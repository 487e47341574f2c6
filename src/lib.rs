//! This crate exposes a mutable Binary Search Tree (BST) with parent
//! pointers, stored in an arena.
//!
//! ## Binary Search Tree
//!
//! A Binary Search Tree is a data structure supporting operations to
//! insert, find, and delete stored records. BSTs are typically defined
//! recursively using the notion of a `Node`. A `Node` will typically store
//! some sort of value (the value that was inserted, for example) and will
//! sometimes have child `Node`s. The most important invariants of a BST are:
//!
//! 1. For every `Node` in a BST, all the `Node`s in its left subtree have a
//!    key less than its own key.
//! 2. For every `Node` in a BST, all the `Node`s in its right subtree have a
//!    key greater than its own key.
//!
//! > Note that some `Node`s have no children. These `Node`s are called "leaf nodes".
//!
//! The benefits of these invariants are many. For instance, searching for
//! keys in the tree takes `O(height)` (where `height` is defined as the longest
//! path from the root `Node` to a leaf `Node`). BSTs also naturally support
//! sorted traversal by repeatedly taking the successor of a node.
//!
//! ## This tree
//!
//! This tree is deliberately *unbalanced* - insertion order dictates its
//! shape, so a sorted insertion sequence degenerates into a chain and
//! operations become `O(N)`. In exchange the structure stays small and
//! every mutation is a handful of link rewrites.
//!
//! Every node also records its parent, which makes predecessor/successor
//! walks possible from any node without searching from the root. Rather
//! than modeling that back-reference with owning pointers (which would
//! create a reference cycle), all nodes live in an arena owned by the tree
//! and link to each other by index. See [`arena`] for details.

#![deny(missing_docs, clippy::clone_on_ref_ptr)]

pub mod arena;
pub mod error;

pub use crate::arena::{NodeId, Tree};
pub use crate::error::DuplicateKeyError;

◆ Required action ◆
Give every line above again, word for word.

◆ Task answer ◆
repository 487e47341574f2c6
filename src/lib.rs
//! This crate exposes a mutable Binary Search Tree (BST) with parent
//! pointers, stored in an arena.
//!
//! ## Binary Search Tree
//!
//! A Binary Search Tree is a data structure supporting operations to
//! insert, find, and delete stored records. BSTs are typically defined
//! recursively using the notion of a `Node`. A `Node` will typically store
//! some sort of value (the value that was inserted, for example) and will
//! sometimes have child `Node`s. The most important invariants of a BST are:
//!
//! 1. For every `Node` in a BST, all the `Node`s in its left subtree have a
//!    key less than its own key.
//! 2. For every `Node` in a BST, all the `Node`s in its right subtree have a
//!    key greater than its own key.
//!
//! > Note that some `Node`s have no children. These `Node`s are called "leaf nodes".
//!
//! The benefits of these invariants are many. For instance, searching for
//! keys in the tree takes `O(height)` (where `height` is defined as the longest
//! path from the root `Node` to a leaf `Node`). BSTs also naturally support
//! sorted traversal by repeatedly taking the successor of a node.
//!
//! ## This tree
//!
//! This tree is deliberately *unbalanced* - insertion order dictates its
//! shape, so a sorted insertion sequence degenerates into a chain and
//! operations become `O(N)`. In exchange the structure stays small and
//! every mutation is a handful of link rewrites.
//!
//! Every node also records its parent, which makes predecessor/successor
//! walks possible from any node without searching from the root. Rather
//! than modeling that back-reference with owning pointers (which would
//! create a reference cycle), all nodes live in an arena owned by the tree
//! and link to each other by index. See [`arena`] for details.

#![deny(missing_docs, clippy::clone_on_ref_ptr)]

pub mod arena;
pub mod error;

pub use crate::arena::{NodeId, Tree};
pub use crate::error::DuplicateKeyError;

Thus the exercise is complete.